In March, a total of 841,191 Canadians used food banks, according to a report published Food Banks Canada, which described the number as “dismaying”, given that the country is supposed to be one of the richest in the world.

The number of people using food banks increased by 1% compared to 2013, and remains 25% higher than in 2008, just before the global financial crisis hit.

Twenty-five percent higher means that 170,000 more Canadians walk into a food bank every month than in 2008.

Over one third of people receiving help from food banks are children. Forty-three percent of recipients are single unattached individuals, most of them living alone, compared to 30% in 2001.

One sixth of all households receiving help from food banks have income from current or previous employment.

According to Food Banks Canada, food banks would not need to exist if there were no poverty in the country. Hundreds of thousands of people across the nation each year face a sudden, major loss of income and find it impossible to get the required help to offset it.

Food Bank usage Canada

(Source: HungerCounts 2014, FoodBanks, Canada.)

When people fall on hard times it can be extremely hard to climb back up, the association says. This is especially true for those struggling with long-term physical or mental health problems, disabilities, as well as immigrants and indigenous people.

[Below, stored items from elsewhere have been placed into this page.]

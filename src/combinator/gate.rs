//! Call-count gates: run a function after, before, or exactly once.

/// Gates a function so it only runs from the n-th call onward.
///
/// Each call decrements the counter first, then invokes the wrapped
/// function when the counter has reached zero or below. Earlier calls
/// return `None`.
///
/// # Examples
///
/// ```
/// use dashkit::combinator::After;
///
/// let mut gate = After::new(2, |name: &str| format!("done: {name}"));
/// assert_eq!(gate.call("a"), None);
/// assert_eq!(gate.call("b"), Some("done: b".to_string()));
/// assert_eq!(gate.call("c"), Some("done: c".to_string()));
/// ```
pub struct After<F> {
    remaining: i64,
    function: F,
}

impl<F> After<F> {
    /// Wraps `function` so it starts executing on the `threshold`-th call.
    pub const fn new(threshold: i64, function: F) -> Self {
        Self {
            remaining: threshold,
            function,
        }
    }

    /// Invokes the gate with `input`, returning the function's result
    /// once the threshold has been crossed.
    pub fn call<T, R>(&mut self, input: T) -> Option<R>
    where
        F: FnMut(T) -> R,
    {
        self.remaining -= 1;
        if self.remaining <= 0 {
            Some((self.function)(input))
        } else {
            None
        }
    }
}

/// Gates a function so it only runs for the first n calls.
///
/// While the counter is positive the wrapped function executes and the
/// counter decrements; once exhausted every call returns `None`.
///
/// # Examples
///
/// ```
/// use dashkit::combinator::Before;
///
/// let mut gate = Before::new(2, |value: i32| value * 10);
/// assert_eq!(gate.call(1), Some(10));
/// assert_eq!(gate.call(2), Some(20));
/// assert_eq!(gate.call(3), None);
/// ```
pub struct Before<F> {
    remaining: i64,
    function: F,
}

impl<F> Before<F> {
    /// Wraps `function` so it executes for at most `limit` calls.
    pub const fn new(limit: i64, function: F) -> Self {
        Self {
            remaining: limit,
            function,
        }
    }

    /// Invokes the gate with `input` while calls remain.
    pub fn call<T, R>(&mut self, input: T) -> Option<R>
    where
        F: FnMut(T) -> R,
    {
        if self.remaining > 0 {
            self.remaining -= 1;
            Some((self.function)(input))
        } else {
            None
        }
    }
}

/// Runs a function exactly once and caches its result.
///
/// The first call computes and stores the result; every later call
/// returns a clone of the cached value and ignores its argument.
pub struct Once<F, R> {
    cached: Option<R>,
    function: F,
}

impl<F, R> Once<F, R> {
    /// Wraps `function` so only its first invocation runs.
    pub const fn new(function: F) -> Self {
        Self {
            cached: None,
            function,
        }
    }

    /// Returns the cached result, computing it on the first call.
    pub fn call<T>(&mut self, input: T) -> R
    where
        F: FnMut(T) -> R,
        R: Clone,
    {
        if let Some(cached) = &self.cached {
            return cached.clone();
        }
        let computed = (self.function)(input);
        self.cached = Some(computed.clone());
        computed
    }

    /// Whether the wrapped function has already run.
    pub const fn has_run(&self) -> bool {
        self.cached.is_some()
    }
}

#[cfg(test)]
mod tests {
    use super::*;

    #[test]
    fn after_skips_early_calls() {
        let mut invocations = 0;
        let mut gate = After::new(3, |_: ()| {
            invocations += 1;
            invocations
        });

        assert_eq!(gate.call(()), None);
        assert_eq!(gate.call(()), None);
        assert_eq!(gate.call(()), Some(1));
        assert_eq!(gate.call(()), Some(2));
    }

    #[test]
    fn after_with_zero_threshold_always_runs() {
        let mut gate = After::new(0, |value: i32| value);
        assert_eq!(gate.call(5), Some(5));
    }

    #[test]
    fn before_stops_after_limit() {
        let mut gate = Before::new(1, |value: i32| value + 1);
        assert_eq!(gate.call(1), Some(2));
        assert_eq!(gate.call(2), None);
        assert_eq!(gate.call(3), None);
    }

    #[test]
    fn once_caches_the_first_result() {
        let mut side_effects = Vec::new();
        let mut initialize = Once::new(|tag: &str| {
            side_effects.push(tag.to_string());
            tag.len()
        });

        assert!(!initialize.has_run());
        assert_eq!(initialize.call("abc"), 3);
        assert_eq!(initialize.call("zzzzzz"), 3);
        assert!(initialize.has_run());
        drop(initialize);
        assert_eq!(side_effects, vec!["abc".to_string()]);
    }
}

In its report – HungerCount 2014 – the authors say rising poverty is mainly due to the huge loss of well-paying blue collar jobs, too many workers with no skills for the labor market’s current requirements, and inadequate social programs for those who face hard times. “We have largely not taken the steps necessary to address these problems head-on,” they wrote.

Five recommendations

The report urges the government and local authorities to take action in five main areas:

Housing: there is an urgent need for an adequate supply of affordable housing. Investments should be made at the federal level.

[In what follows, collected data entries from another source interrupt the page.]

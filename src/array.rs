//! Sequence utilities: slicing, chunking, flattening, set algebra,
//! zipping, and sorted-insertion search.
//!
//! Functions here take slices and return fresh vectors; the handful of
//! genuinely mutating operations (`fill`, `splice`, `pull`,
//! `remove_where`) take `&mut Vec<Value>` and act in place. Element
//! comparison throughout is the numeric-widening
//! [`is_equal`](crate::predicate::is_equal), so `Int(1)` and `Float(1.0)`
//! collapse together in the set operations.
//!
//! # Examples
//!
//! ```rust
//! use dashkit::array::{chunk, uniq};
//! use dashkit::value::Value;
//!
//! let items: Vec<Value> = (1_i64..=5).map(Value::Int).collect();
//! assert_eq!(chunk(&items, 2).len(), 3);
//! assert_eq!(
//!     uniq(&[Value::Int(1), Value::Int(2), Value::Int(1)]),
//!     vec![Value::Int(1), Value::Int(2)]
//! );
//! ```

use crate::iteratee::Iteratee;
use crate::predicate::{is_equal, truthy};
use crate::value::{Map, Value};

/// Returns the first element.
#[inline]
pub fn head(items: &[Value]) -> Option<&Value> {
    items.first()
}

/// Returns the last element.
#[inline]
pub fn last(items: &[Value]) -> Option<&Value> {
    items.last()
}

/// Returns everything but the last element.
pub fn initial(items: &[Value]) -> Vec<Value> {
    items[..items.len().saturating_sub(1)].to_vec()
}

/// Returns everything but the first element.
pub fn tail(items: &[Value]) -> Vec<Value> {
    items.get(1..).unwrap_or(&[]).to_vec()
}

/// Returns the first `count` elements.
pub fn take(items: &[Value], count: usize) -> Vec<Value> {
    items[..count.min(items.len())].to_vec()
}

/// Returns the last `count` elements, in order.
pub fn take_right(items: &[Value], count: usize) -> Vec<Value> {
    items[items.len().saturating_sub(count)..].to_vec()
}

/// Returns the elements after the first `count`.
pub fn drop_items(items: &[Value], count: usize) -> Vec<Value> {
    items[count.min(items.len())..].to_vec()
}

/// Returns the elements before the last `count`.
pub fn drop_right(items: &[Value], count: usize) -> Vec<Value> {
    items[..items.len().saturating_sub(count)].to_vec()
}

/// Returns the half-open range `start..end`, both bounds clamped.
pub fn slice(items: &[Value], start: usize, end: usize) -> Vec<Value> {
    let end = end.min(items.len());
    let start = start.min(end);
    items[start..end].to_vec()
}

/// Splits the sequence into `ceil(len / size)` chunks of at most `size`
/// elements; concatenating the chunks reproduces the input.
///
/// A `size` of zero yields no chunks.
///
/// # Examples
///
/// ```rust
/// use dashkit::array::chunk;
/// use dashkit::value::Value;
///
/// let items: Vec<Value> = (1_i64..=5).map(Value::Int).collect();
/// let chunks = chunk(&items, 2);
/// assert_eq!(chunks.len(), 3);
/// assert_eq!(chunks[2], vec![Value::Int(5)]);
/// ```
pub fn chunk(items: &[Value], size: usize) -> Vec<Vec<Value>> {
    if size == 0 {
        return Vec::new();
    }
    items.chunks(size).map(<[Value]>::to_vec).collect()
}

/// Removes falsey elements (see [`truthy`](crate::predicate::truthy)).
pub fn compact(items: &[Value]) -> Vec<Value> {
    items.iter().filter(|item| truthy(item)).cloned().collect()
}

/// Flattens nested sequences one level.
pub fn flatten(items: &[Value]) -> Vec<Value> {
    let mut flattened = Vec::new();
    for item in items {
        match item {
            Value::Seq(inner) => flattened.extend(inner.iter().cloned()),
            other => flattened.push(other.clone()),
        }
    }
    flattened
}

/// Flattens nested sequences all the way down.
///
/// Idempotent: flattening an already-flat sequence returns it unchanged.
///
/// # Examples
///
/// ```rust
/// use dashkit::array::flatten_deep;
/// use dashkit::value::Value;
///
/// let nested = vec![
///     Value::Int(1),
///     Value::from(vec![Value::Int(2), Value::from(vec![3_i64, 4])]),
/// ];
/// let flat = flatten_deep(&nested);
/// assert_eq!(flat, (1_i64..=4).map(Value::Int).collect::<Vec<_>>());
/// assert_eq!(flatten_deep(&flat), flat);
/// ```
pub fn flatten_deep(items: &[Value]) -> Vec<Value> {
    let mut flattened = Vec::new();
    for item in items {
        match item {
            Value::Seq(inner) => flattened.extend(flatten_deep(inner)),
            other => flattened.push(other.clone()),
        }
    }
    flattened
}

fn contains(haystack: &[Value], needle: &Value) -> bool {
    haystack.iter().any(|candidate| is_equal(candidate, needle))
}

/// Elements of `items` present in none of the `others`, defined by the
/// recursive reduction: difference against the first list, then
/// recursively against the rest. The base case (no `others`) returns
/// `items` unchanged, duplicates and all.
///
/// # Examples
///
/// ```rust
/// use dashkit::array::difference;
/// use dashkit::value::Value;
///
/// let items: Vec<Value> = (1_i64..=4).map(Value::Int).collect();
/// assert_eq!(
///     difference(&items, &[&[Value::Int(2)], &[Value::Int(4)]]),
///     vec![Value::Int(1), Value::Int(3)]
/// );
/// ```
pub fn difference(items: &[Value], others: &[&[Value]]) -> Vec<Value> {
    match others.split_first() {
        None => items.to_vec(),
        Some((first, rest)) => {
            let surviving: Vec<Value> = items
                .iter()
                .filter(|item| !contains(first, item))
                .cloned()
                .collect();
            difference(&surviving, rest)
        }
    }
}

/// First-seen-order union of the lists, duplicates collapsed.
pub fn union(lists: &[&[Value]]) -> Vec<Value> {
    let mut combined = Vec::new();
    for list in lists {
        combined.extend_from_slice(list);
    }
    uniq(&combined)
}

/// Elements of `items` present in every one of the `others`, duplicates
/// collapsed, first-seen order.
pub fn intersection(items: &[Value], others: &[&[Value]]) -> Vec<Value> {
    uniq(items)
        .into_iter()
        .filter(|item| others.iter().all(|list| contains(list, item)))
        .collect()
}

/// Symmetric difference, reduced recursively across the lists.
///
/// Duplicates collapse; elements keep first-seen order within each
/// reduction step.
///
/// # Examples
///
/// ```rust
/// use dashkit::array::xor;
/// use dashkit::value::Value;
///
/// let first: Vec<Value> = vec![Value::Int(1), Value::Int(2)];
/// let second: Vec<Value> = vec![Value::Int(2), Value::Int(3)];
/// assert_eq!(xor(&[&first, &second]), vec![Value::Int(1), Value::Int(3)]);
/// ```
pub fn xor(lists: &[&[Value]]) -> Vec<Value> {
    match lists.split_first() {
        None => Vec::new(),
        Some((first, [])) => uniq(first),
        Some((first, rest)) => {
            let rest_xor = xor(rest);
            let first = uniq(first);
            let mut result: Vec<Value> = first
                .iter()
                .filter(|item| !contains(&rest_xor, item))
                .cloned()
                .collect();
            result.extend(
                rest_xor
                    .iter()
                    .filter(|item| !contains(&first, item))
                    .cloned(),
            );
            result
        }
    }
}

/// Deduplicates, preserving first-seen order.
pub fn uniq(items: &[Value]) -> Vec<Value> {
    uniq_by(items, &Iteratee::Identity)
}

/// Deduplicates by a computed key, returning the ORIGINAL elements (not
/// the computed keys), first occurrence winning.
///
/// # Examples
///
/// ```rust
/// use dashkit::array::uniq_by;
/// use dashkit::iteratee::Iteratee;
/// use dashkit::value::Value;
///
/// let items = vec![Value::Float(1.2), Value::Float(1.9), Value::Float(2.4)];
/// let floor = Iteratee::func(|value, _, _| {
///     Value::Int(value.as_number().unwrap_or(0.0).floor() as i64)
/// });
/// assert_eq!(uniq_by(&items, &floor), vec![Value::Float(1.2), Value::Float(2.4)]);
/// ```
pub fn uniq_by(items: &[Value], iteratee: &Iteratee) -> Vec<Value> {
    let mut seen_keys: Vec<Value> = Vec::new();
    let mut result = Vec::new();
    for item in items {
        let dedup_key = iteratee.apply_value(item);
        if !contains(&seen_keys, &dedup_key) {
            seen_keys.push(dedup_key);
            result.push(item.clone());
        }
    }
    result
}

/// Elements that appear more than once, listed once each in first-seen
/// order.
pub fn duplicates(items: &[Value]) -> Vec<Value> {
    duplicates_by(items, &Iteratee::Identity)
}

/// Like [`duplicates`], with the repetition key computed by an iteratee;
/// ORIGINAL (first-occurrence) elements are returned.
pub fn duplicates_by(items: &[Value], iteratee: &Iteratee) -> Vec<Value> {
    let keys: Vec<Value> = items.iter().map(|item| iteratee.apply_value(item)).collect();
    let mut reported: Vec<Value> = Vec::new();
    let mut result = Vec::new();
    for (position, dedup_key) in keys.iter().enumerate() {
        let repeated = keys
            .iter()
            .skip(position + 1)
            .any(|later| is_equal(later, dedup_key));
        if repeated && !contains(&reported, dedup_key) {
            reported.push(dedup_key.clone());
            result.push(items[position].clone());
        }
    }
    result
}

/// Zips the lists positionally: element `i` of the result gathers element
/// `i` of every input, stopping at the shortest list.
pub fn zip_lists(lists: &[&[Value]]) -> Vec<Value> {
    let Some(shortest) = lists.iter().map(|list| list.len()).min() else {
        return Vec::new();
    };
    (0..shortest)
        .map(|position| {
            Value::Seq(lists.iter().map(|list| list[position].clone()).collect())
        })
        .collect()
}

/// Inverse of [`zip_lists`]: regroups a sequence of equally-shaped rows
/// into columns. Zipping is its own inverse, so this is `zip_lists` over
/// the rows.
pub fn unzip(rows: &[Value]) -> Vec<Value> {
    let borrowed: Vec<&[Value]> = rows
        .iter()
        .filter_map(|row| row.as_seq().map(Vec::as_slice))
        .collect();
    zip_lists(&borrowed)
}

/// Pairs keys with values into a mapping; missing values become null,
/// surplus values are dropped, duplicate keys keep the LAST pairing.
///
/// # Examples
///
/// ```rust
/// use dashkit::array::zip_object;
/// use dashkit::value::Value;
///
/// let keyed = zip_object(&["a".to_string(), "b".to_string()], &[Value::Int(1)]);
/// assert_eq!(keyed.get("a"), Some(&Value::Int(1)));
/// assert_eq!(keyed.get("b"), Some(&Value::Null));
/// ```
pub fn zip_object(keys: &[String], values: &[Value]) -> Map {
    let mut result = Map::with_capacity(keys.len());
    for (position, key) in keys.iter().enumerate() {
        result.insert(
            key.clone(),
            values.get(position).cloned().unwrap_or(Value::Null),
        );
    }
    result
}

/// Inverse of [`zip_object`]: splits a mapping back into parallel key and
/// value lists in insertion order.
pub fn unzip_object(map: &Map) -> (Vec<String>, Vec<Value>) {
    (
        map.keys().cloned().collect(),
        map.values().cloned().collect(),
    )
}

/// Builds a mapping from `[key, value]` pair rows; malformed rows are
/// skipped.
pub fn from_pairs(pairs: &[Value]) -> Map {
    let mut result = Map::new();
    for pair in pairs {
        if let Some([key, value]) = pair.as_seq().map(Vec::as_slice)
            && let Some(name) = key.as_str()
        {
            result.insert(name.to_string(), value.clone());
        }
    }
    result
}

/// Leftmost index at which `value` could be inserted while keeping the
/// sequence sorted (under [`Value::compare`]).
///
/// # Examples
///
/// ```rust
/// use dashkit::array::sorted_index;
/// use dashkit::value::Value;
///
/// let items: Vec<Value> = [1_i64, 3, 3, 5].map(Value::Int).to_vec();
/// assert_eq!(sorted_index(&items, &Value::Int(3)), 1);
/// assert_eq!(sorted_index(&items, &Value::Int(6)), 4);
/// ```
pub fn sorted_index(items: &[Value], value: &Value) -> usize {
    items.partition_point(|candidate| candidate.compare(value) == std::cmp::Ordering::Less)
}

/// [`sorted_index`] with the comparison key computed by an iteratee for
/// both the elements and the probe value.
pub fn sorted_index_by(items: &[Value], value: &Value, iteratee: &Iteratee) -> usize {
    let probe = iteratee.apply_value(value);
    items.partition_point(|candidate| {
        iteratee.apply_value(candidate).compare(&probe) == std::cmp::Ordering::Less
    })
}

/// First position of an element structurally equal to `value`.
pub fn index_of(items: &[Value], value: &Value) -> Option<usize> {
    items.iter().position(|candidate| is_equal(candidate, value))
}

/// Last position of an element structurally equal to `value`.
pub fn last_index_of(items: &[Value], value: &Value) -> Option<usize> {
    items.iter().rposition(|candidate| is_equal(candidate, value))
}

/// Appends a value in place and returns the sequence for chaining.
pub fn push(items: &mut Vec<Value>, value: Value) -> &mut Vec<Value> {
    items.push(value);
    items
}

/// Overwrites the half-open range `start..end` (clamped) with clones of
/// `value`, in place.
///
/// # Examples
///
/// ```rust
/// use dashkit::array::fill;
/// use dashkit::value::Value;
///
/// let mut items: Vec<Value> = (1_i64..=4).map(Value::Int).collect();
/// fill(&mut items, &Value::Int(0), 1, 3);
/// assert_eq!(items, [1_i64, 0, 0, 4].map(Value::Int).to_vec());
/// ```
pub fn fill<'a>(
    items: &'a mut Vec<Value>,
    value: &Value,
    start: usize,
    end: usize,
) -> &'a mut Vec<Value> {
    let end = end.min(items.len());
    let start = start.min(end);
    for slot in &mut items[start..end] {
        *slot = value.clone();
    }
    items
}

/// Removes `delete_count` elements at `start` (both clamped), inserts
/// `insertions` there, and returns the removed elements.
///
/// # Examples
///
/// ```rust
/// use dashkit::array::splice;
/// use dashkit::value::Value;
///
/// let mut items: Vec<Value> = (1_i64..=4).map(Value::Int).collect();
/// let removed = splice(&mut items, 1, 2, vec![Value::Int(9)]);
/// assert_eq!(removed, vec![Value::Int(2), Value::Int(3)]);
/// assert_eq!(items, [1_i64, 9, 4].map(Value::Int).to_vec());
/// ```
pub fn splice(
    items: &mut Vec<Value>,
    start: usize,
    delete_count: usize,
    insertions: Vec<Value>,
) -> Vec<Value> {
    let start = start.min(items.len());
    let end = start.saturating_add(delete_count).min(items.len());
    items.splice(start..end, insertions).collect()
}

/// Removes, in place, every element structurally equal to any of
/// `unwanted`.
pub fn pull<'a>(items: &'a mut Vec<Value>, unwanted: &[Value]) -> &'a mut Vec<Value> {
    items.retain(|item| !contains(unwanted, item));
    items
}

/// Removes, in place, every element the predicate accepts, returning the
/// removed elements in order.
pub fn remove_where(items: &mut Vec<Value>, predicate: &Iteratee) -> Vec<Value> {
    let mut removed = Vec::new();
    let mut kept = Vec::with_capacity(items.len());
    for item in items.drain(..) {
        if truthy(&predicate.apply_value(&item)) {
            removed.push(item);
        } else {
            kept.push(item);
        }
    }
    *items = kept;
    removed
}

Food insecurity: in the North of the country there are extremely high levels of food insecurity. This problem needs to be addressed.

Basic income: the currently ineffective and much-stigmatized social assistance bureaucracy at provincial level should be replaced with a basic income administered through the tax system.

Families with children: the current “alphabet soup” of federal child benefits, awash with such acronyms as UCCB, CCTB, etc. should be replaced with a strengthened Child Well-Being Benefit.

Training: unskilled-workers should be helped so that they may upgrade their skills for the jobs of today.

For the past fifteen years, the number of Canadians coming into food banks for help has remained stubbornly above 700,000 every month.